Friday, August 21, 2009

Start Where I am Comfortable, Move to Where I struggle

after all of those fliers for healing circles around Portland, I can't use the word 'healing' without grimacing, and so instead I say about my summer, that it undid, unravelled, reset, restarted. As I left, the thoughts lingering were: gratitude, comfort, ease, transcendence, readiness and and fulfillment of ideals.

Buck's Rock is a city of tiny wooden cabins, hundreds of them, probably, 500 or so people bustling through their days, Working in small nooks, living in tiny enclaves. The young people, or rather their caretakers, pay a tremendous amount of money to be there, and the slightly-less young, the anyone-over-roughly-17, are themselves paid-if very little- to be the surrogate caretakers. Their jobs are very specific. They live with the young people, or they cook their food, they direct their plays, or sew their costumes, or instruct them in painting or video editing or sports. My job was to teach yarn crafts to whoever wandered up the hill to the weaving studio wanting to know. Some days I taught 15 crochet lessons, some days I waited and made hats for my friends.

This is by no means some Ultimate place, but like any other small and isolated community it takes on an other worldliness that makes it so important for those who stumble in to it and for whom it resonates. Returning to work there was accepting, if sheepishly, all the privilege that allowed me to be one of those people- my parents attentiveness and affluence that bought me a place of belonging in my 6 summers there.

If not healed than reset, restarted: my two month's returning did so much to make me feel composed and okay.

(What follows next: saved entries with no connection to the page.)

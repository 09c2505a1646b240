/// Provides the PackURI value type for part names within a package.
///
/// A PackURI identifies a part within the package, following the URI format
/// defined by the Open Packaging Conventions specification.
use crate::opc::error::{OpcError, Result};

/// Represents a package URI, which is a partname within a package.
///
/// PackURIs always begin with a forward slash and use forward slashes as path
/// separators, following the OPC specification.
#[derive(Debug, Clone, PartialEq, Eq, Hash)]
pub struct PackURI {
    /// The full pack URI string (e.g., "/ppt/slides/slide1.xml")
    uri: String,
}

impl PackURI {
    /// Create a new PackURI from a string.
    ///
    /// # Arguments
    /// * `uri` - The URI string, which must begin with a forward slash
    ///
    /// # Returns
    /// * `Ok(PackURI)` if the URI is valid
    /// * `Err` if the URI doesn't start with a forward slash
    pub fn new<S: Into<String>>(uri: S) -> Result<Self> {
        let uri = uri.into();
        if !uri.starts_with('/') {
            return Err(OpcError::InvalidPartName(format!(
                "PackURI must begin with slash, got '{}'",
                uri
            )));
        }
        Ok(PackURI { uri })
    }

    /// Get the full URI string.
    #[inline]
    pub fn as_str(&self) -> &str {
        &self.uri
    }

    /// Get the filename portion of this PackURI.
    ///
    /// For example, "slide1.xml" for "/ppt/slides/slide1.xml".
    pub fn filename(&self) -> &str {
        if let Some(pos) = self.uri.rfind('/') {
            &self.uri[pos + 1..]
        } else {
            ""
        }
    }
}

impl std::fmt::Display for PackURI {
    fn fmt(&self, f: &mut std::fmt::Formatter<'_>) -> std::fmt::Result {
        f.write_str(&self.uri)
    }
}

Some of this was no surprise: At Buck's Rock I felt like a good teacher. Because I was teaching skills I am well versed in, my days were filled with small revelations in how to teach better. Because of the ease with which I could navigate this strange institution, the ways rules and routines resurfaced from embedded teenage memory, I had strong opinions and the comfort to articulate them. Because many people already knew my name, it didn't take long for them to stop and wish to talk with me. I felt again like the world was interested in what I have to say.

Some ways I could not have anticipated, or two of them. Or one of them. I am filled with so much gratitude for the company of two new and old good friends. Zander, who came back to camp with me, and who I knew I was setting off to recharge a friendship with, and Jonah, who I had not even seen in 6 years, maybe, but who I knew immediately. within 12 hours. would be important to the journey I was about to go on for the summer. When people ask about my summer, there is no language that feels serious and real enough to explain how important they were to me. Maybe this will come to me with time. It doesn't feel sufficient to say that they were just really good friends.

And a million little ways: Thin walls that let the rain and wind through, so you are never quite inside. Grass and trees everywhere, sunshine for picnics for lunch. Endless arrangements of hundreds of colors of yarn, access to clay and glass and sewing machines and a million other arts I didn't have time to try. People to cook for me and do my laundry, so much free time and safety. Kind of being a kid again, but now I yearned for purpose and not for freedom, could fill my time with purpose because I'm some adult now, freedom is a given. I felt affirmed that I am not a child any longer.

Start where I am comfortable.
Move to where I struggle.

Two months was a luxurious chunk of time to revel, to accept all the affirmations available at buck's rock and to store it up, holes of doubt filled with resevoirs of confidence for the future when it will not be so easy.

I am moving to new york city, the week after next. I will run an after school art program at a magnet school on the lower east side. I am filled with doubt about these choices, but choosing to see them as imperfect and correct. What isn't easy also isn't wrong. Moving to the place I struggle wth most, moving towards actions and ideas that challenge me, making space for the friendships there with all of their non-idealness, incompletion, moving forward together with kerry committed to the space between him as a person and the unattainable ideal partnership, moving closer to my family and all the discomfort and challenge the details of each other brings up, moving towards art-making because ultimately there is no other option.

I couldn't stay at Buck's Rock forever, even if I wanted to, and yet/but also I happy that it is time to move on. There is no time I'll be more ready.